Which company does the most to push the industry?
For audio, we do. We are dead-serious about music and design and believe that it is time to bring real quality back into music listening.

What is your operating system of choice?
Mac OS X. I like the novel ideas behind some of the new operating systems that have entered over the last couple of years, but I really appreciate how most apps under Mac OS X operate in a consistent and smooth way.

What are your favorite gadget names?
The Dyson Airblade hand dryer. Sort of says what it does in a cool ninja way. PalmPilot is another favorite name with the same trait.

What are your least favorite?
When they start with a seemingly random sequence of letters and numbers, try to squeeze the full spec sheet into the name - screen size, processor speed, color variant, etc. I always get the sense that the ambition to make a difference for people is not very high with those products.

Which app do you depend on most?
Path has been on my phone for two years now. It allows you to form a narrow group of selected friends and share moments together like you would on Instagram, Facebook or similar. I have a good group of friends and family that are always traveling and on the move. We stay connected through Path in a way that would not happen on the open networks.

What traits do you most deplore in a smartphone?
"You want me to be a word processor for your next novel? Sure, I can do that. I am also great at editing spreadsheets, and I can replace Photoshop if needed..." Trying to be everything to everyone, rather than being good at something.

Which do you most admire?
Intuitive interface, data connection and geolocation at the same time -- so many useful ways to combine and apply this.

What is your idea of the perfect device?
Great devices are always a result of a solid design process. Great design is about solving a real problem or need for the user, and once you really understand this need, all aspects of the design should reflect this.

"The keyboard was made of small rubber buttons... and you would program it by various button combinations to get the functions out."

This is how we design our products in B&O Play -- we are all about enabling people to really enjoy music. Our products not only sound amazing, but are designed to be joyful day in and day out - the form, the interface, the natural materials... you are much more likely to embrace the devices into your life.

What is your earliest gadget memory?
I got my first computer from my grandmother when I was about 7 years old.
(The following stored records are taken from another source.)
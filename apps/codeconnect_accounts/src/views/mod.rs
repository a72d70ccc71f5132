pub mod session;
pub mod signup;

use axum::http::StatusCode;
use axum::response::Html;

use crate::templates;

/// Storage or crypto faults surface as a generic failure page; nothing was
/// committed, so the submitter can simply retry.
pub(crate) fn internal<E: std::fmt::Display>(e: E) -> (StatusCode, Html<String>) {
    tracing::error!("request failed: {e}");
    (
        StatusCode::INTERNAL_SERVER_ERROR,
        Html(templates::server_error_page()),
    )
}
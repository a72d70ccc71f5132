use sea_orm::entity::prelude::*;

/// Authentication principal. Email doubles as the login identifier, so it is
/// unique alongside the username. The `is_freelancer`/`is_client` pair is
/// deliberately unconstrained; a role enum would change observable behavior.
#[derive(Clone, Debug, PartialEq, DeriveEntityModel)]
#[sea_orm(table_name = "users")]
pub struct Model {
    #[sea_orm(primary_key, auto_increment = true)]
    pub id: i64,

    #[sea_orm(unique)]
    pub username: String,

    #[sea_orm(unique)]
    pub email: String,

    pub password_hash: String,

    pub is_freelancer: bool,
    pub is_client: bool,
    pub is_active: bool,

    pub last_login: Option<ChronoDateTimeUtc>,
    pub created_at: ChronoDateTimeUtc,
    pub updated_at: ChronoDateTimeUtc,
}

#[derive(Copy, Clone, Debug, EnumIter, DeriveRelation)]
pub enum Relation {
    #[sea_orm(has_one = "super::freelancer_profile::Entity")]
    FreelancerProfile,
}

impl Related<super::freelancer_profile::Entity> for Entity {
    fn to() -> RelationDef {
        Relation::FreelancerProfile.def()
    }
}

impl ActiveModelBehavior for ActiveModel {}
use axum::{
    extract::State,
    http::{HeaderMap, StatusCode},
    response::{Html, Redirect},
    routing::get,
    Router,
};

use codeconnect_accounts::views::session::session_from_headers;
use codeconnect_accounts::{templates, urls, AppState};

/// Project-level routing: the dispatcher at `/`, the accounts app under
/// `/accounts`, and a stub where the projects app will eventually mount.
/// The admin UI is delegated and not mounted here.
pub fn app(state: AppState) -> Router {
    Router::new()
        .route("/", get(dashboard_view))
        .route("/projects/dashboard/", get(projects_dashboard))
        .nest("/accounts", urls::router())
        .with_state(state)
}

/// The home page is pure routing policy: authenticated traffic goes to the
/// project dashboard, everyone else to login.
async fn dashboard_view(State(state): State<AppState>, headers: HeaderMap) -> Redirect {
    if session_from_headers(&state, &headers).is_some() {
        Redirect::to("/projects/dashboard/")
    } else {
        Redirect::to("/accounts/login/")
    }
}

async fn projects_dashboard() -> (StatusCode, Html<String>) {
    (
        StatusCode::NOT_IMPLEMENTED,
        Html(templates::unbuilt_page("The project dashboard")),
    )
}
It was a Sinclair ZX Spectrum. The keyboard was made of small rubber buttons where each of them represented something like five or more functions, and you would program it by various button combinations to get the functions out. It was a crazy interface, but it got me hooked on programming.

What technological advancement do you most admire?
The telephone -- allowing real-time communication over distance. That was a conceptual breakthrough.

Which do you most despise?
Can't think of any despicable technological advancements in themselves. What comes to mind are despicable "applications," not the advancement in itself.

What fault are you most tolerant of in a gadget?
Battery life is an issue on most of my gadgets. It seems like this has suffered in recent generations of laptops and smartphones to make them more portable. I guess I have just learned to live with it.

Which are you most intolerant of?
Software instability or inconsistent behavior.

When has your smartphone been of the most help?
I was in London the other week, and couldn't find my destination. Google Maps was a great help.

What device do you covet most?
A custom Fender Telecaster. I love the Telecaster sound, shape and playability. It could fit well into my guitar collection.

If you could change one thing about your phone what would it be?
Battery life. My iPhone hardly makes it through my day without a recharge.

What does being connected mean to you?
Being present with the people you are with - then you are "connected."

When are you least likely to reply to an email?
When I am asleep.

When did you last disconnect?
Three years ago. We went on a vacation to France, and I didn't bring my phone. I was completely offline for two weeks. I couldn't even remember my password when I came back.